Human Re Sources
- Industry: Music & Entertainment
- Genre: Various
- Founded: 2016; 10 years ago
- Founder: Julius Erving III
- Headquarters: Los Angeles, United States
- Key people: Julius Erving III; Junko Takeda;
- Parent: The Orchard
- Website: human-re-sources.com

= Human Re Sources =

American record label

Human Re Sources is an American artist distribution company founded in 2016 by Julius Erving III. The company releases albums worldwide and operates across a range of genres.
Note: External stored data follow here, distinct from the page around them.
//! Vector math: distances, similarities and elementwise arithmetic.
//!
//! The functions re-exported at this level validate operand dimensions and
//! fail with [`AdcError::DimensionMismatch`]. The [`scalar`] kernels skip the
//! check and are meant for inner loops whose dimensions were validated once.

pub mod scalar;

pub use scalar::squared_distance;

use crate::error::{AdcError, Result};

#[inline]
fn check_dims(a: &[f32], b: &[f32]) -> Result<()> {
    if a.len() != b.len() {
        return Err(AdcError::dimension_mismatch(a.len(), b.len()));
    }
    Ok(())
}

/// Squared Euclidean distance with dimension validation.
pub fn squared_distance_checked(a: &[f32], b: &[f32]) -> Result<f32> {
    check_dims(a, b)?;
    Ok(scalar::squared_distance(a, b))
}

/// Cosine similarity: `(a·b) / (‖a‖·‖b‖)`.
///
/// # Errors
/// [`AdcError::DimensionMismatch`] on unequal lengths, [`AdcError::ZeroNorm`]
/// if either vector has zero norm.
pub fn cosine_similarity(a: &[f32], b: &[f32]) -> Result<f32> {
    check_dims(a, b)?;
    scalar::cosine_similarity(a, b).ok_or(AdcError::ZeroNorm)
}

/// Cosine similarity of two vectors already normalized to unit length.
///
/// This is just the dot product. The unit-length precondition is not
/// checked; passing unnormalized vectors yields a wrong similarity.
pub fn cosine_similarity_normalized(a: &[f32], b: &[f32]) -> Result<f32> {
    check_dims(a, b)?;
    Ok(scalar::dot_product(a, b))
}

/// Elementwise `a + b`.
pub fn vector_add(a: &[f32], b: &[f32]) -> Result<Vec<f32>> {
    check_dims(a, b)?;
    let mut out = vec![0.0f32; a.len()];
    scalar::add_into(a, b, &mut out);
    Ok(out)
}

/// Elementwise `a - b`.
pub fn vector_subtract(a: &[f32], b: &[f32]) -> Result<Vec<f32>> {
    check_dims(a, b)?;
    let mut out = vec![0.0f32; a.len()];
    scalar::subtract_into(a, b, &mut out);
    Ok(out)
}

/// Scale `v` to unit length in place.
///
/// # Errors
/// [`AdcError::ZeroNorm`] if `v` has zero norm; `v` is left untouched.
pub fn normalize(v: &mut [f32]) -> Result<()> {
    let n = scalar::norm(v);
    if n == 0.0 {
        return Err(AdcError::ZeroNorm);
    }
    for x in v.iter_mut() {
        *x /= n;
    }
    Ok(())
}

#[cfg(test)]
mod tests {
    use super::*;

    #[test]
    fn test_cosine_similarity_scaled() {
        let a = vec![1.0, 2.0, 2.0];
        let b = vec![2.0, 4.0, 4.0];
        assert!((cosine_similarity(&a, &b).unwrap() - 1.0).abs() < 1e-6);
    }

    #[test]
    fn test_cosine_similarity_errors() {
        assert!(matches!(
            cosine_similarity(&[1.0, 0.0], &[1.0]),
            Err(AdcError::DimensionMismatch {
                expected: 2,
                actual: 1
            })
        ));
        assert!(matches!(
            cosine_similarity(&[0.0, 0.0], &[1.0, 0.0]),
            Err(AdcError::ZeroNorm)
        ));
    }

    #[test]
    fn test_cosine_normalized_matches_general() {
        let mut a = vec![3.0, 4.0, 0.0];
        let mut b = vec![1.0, 1.0, 1.0];
        normalize(&mut a).unwrap();
        normalize(&mut b).unwrap();

        let fast = cosine_similarity_normalized(&a, &b).unwrap();
        let general = cosine_similarity(&a, &b).unwrap();
        assert!((fast - general).abs() < 1e-6);
    }

    #[test]
    fn test_vector_add_subtract() {
        let a = vec![1.0, -2.0, 3.0];
        let b = vec![0.5, 0.5, 0.5];
        assert_eq!(vector_add(&a, &b).unwrap(), vec![1.5, -1.5, 3.5]);
        assert_eq!(vector_subtract(&a, &b).unwrap(), vec![0.5, -2.5, 2.5]);
    }

    #[test]
    fn test_vector_arithmetic_dimension_mismatch() {
        let a = vec![1.0, 2.0, 3.0];
        let b = vec![1.0, 2.0];
        assert!(matches!(
            vector_add(&a, &b),
            Err(AdcError::DimensionMismatch { .. })
        ));
        assert!(matches!(
            vector_subtract(&b, &a),
            Err(AdcError::DimensionMismatch {
                expected: 2,
                actual: 3
            })
        ));
    }

    #[test]
    fn test_normalize() {
        let mut v = vec![3.0, 4.0];
        normalize(&mut v).unwrap();
        assert!((v[0] - 0.6).abs() < 1e-6);
        assert!((v[1] - 0.8).abs() < 1e-6);

        let mut zero = vec![0.0, 0.0];
        assert!(matches!(normalize(&mut zero), Err(AdcError::ZeroNorm)));
    }

    #[test]
    fn test_squared_distance_checked() {
        assert_eq!(squared_distance_checked(&[1.0, 1.0], &[0.0, 0.0]).unwrap(), 2.0);
        assert!(squared_distance_checked(&[1.0], &[0.0, 0.0]).is_err());
    }
}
In December 2020, Human Re Sources was acquired by Sony Music Entertainment, after which the company became part of The Orchard’s global distribution, artist, and label services brand.

==History==
===2016–2021===
Human Re Sources was founded in 2016 by Julius Erving III, who was previously an artist manager at Maverick. The company officially launched in 2017 with signed artists including YBN Nahmir, Charlotte Lawrence, Spencer Barnett, Dame D.O.L.L.A., Ernest K and Six60.

In 2019, Human Re Sources became part of Q&A, a modern music and technology company co-founded and launched that same year by Troy Carter, Suzy Ryoo and Erving. In December 2019, it was announced that Human Re Sources had expanded their operations to the United Kingdom, with newly-appointed A&R executive Amal Omari and Vice President of Creator Services Matt Ott.

In June 2020, Human Re Sources announced that they had signed the UK artists Christian Alexander, Oscar Welsh, and Matilda Cole, joining their British roster including Lancey Foux and ADMT. Their successes at the time in the United States included the artists Baby Rose, Pink Sweat$ and Ant Clemons. In December 2020, Erving sold Human Re Sources to Sony Music Entertainment, after which the partnership with Q&A was dissolved. Subsequently, the company became part of The Orchard, and Erving became the Executive Vice President of Creative Development for Sony Music Entertainment. Additionally, the artists 2Tone and Grip had been signed to Human Re Sources prior to the move.

===2022–present===
In April 2022, Mark Jackson joined Human Re Sources as its Vice President and head of its operations in Atlanta, Georgia. In June 2022, Human Re Sources signed British singer-songwriter Raye, after her departure from her previous label, Polydor, which she had been signed to since 2014. Following the signing, the company stated: "We are thrilled to welcome RAYE to the Human Re Sources family. We are lucky to have landed an artist with such an amazing footprint. We intend to support RAYE’s vision, as an artist, a powerful young woman, and a superstar!" In October 2022, Raye released her single "Escapism" under Human Re Sources, which saw major commercial success, reaching number one in the United Kingdom and the top five in numerous other countries. This was followed by the release of her debut album, My 21st Century Blues (2023), which was met with further commercial and critical success and won the award for British Album of the Year at the 2024 Brit Awards, one of six awards she received at the ceremony.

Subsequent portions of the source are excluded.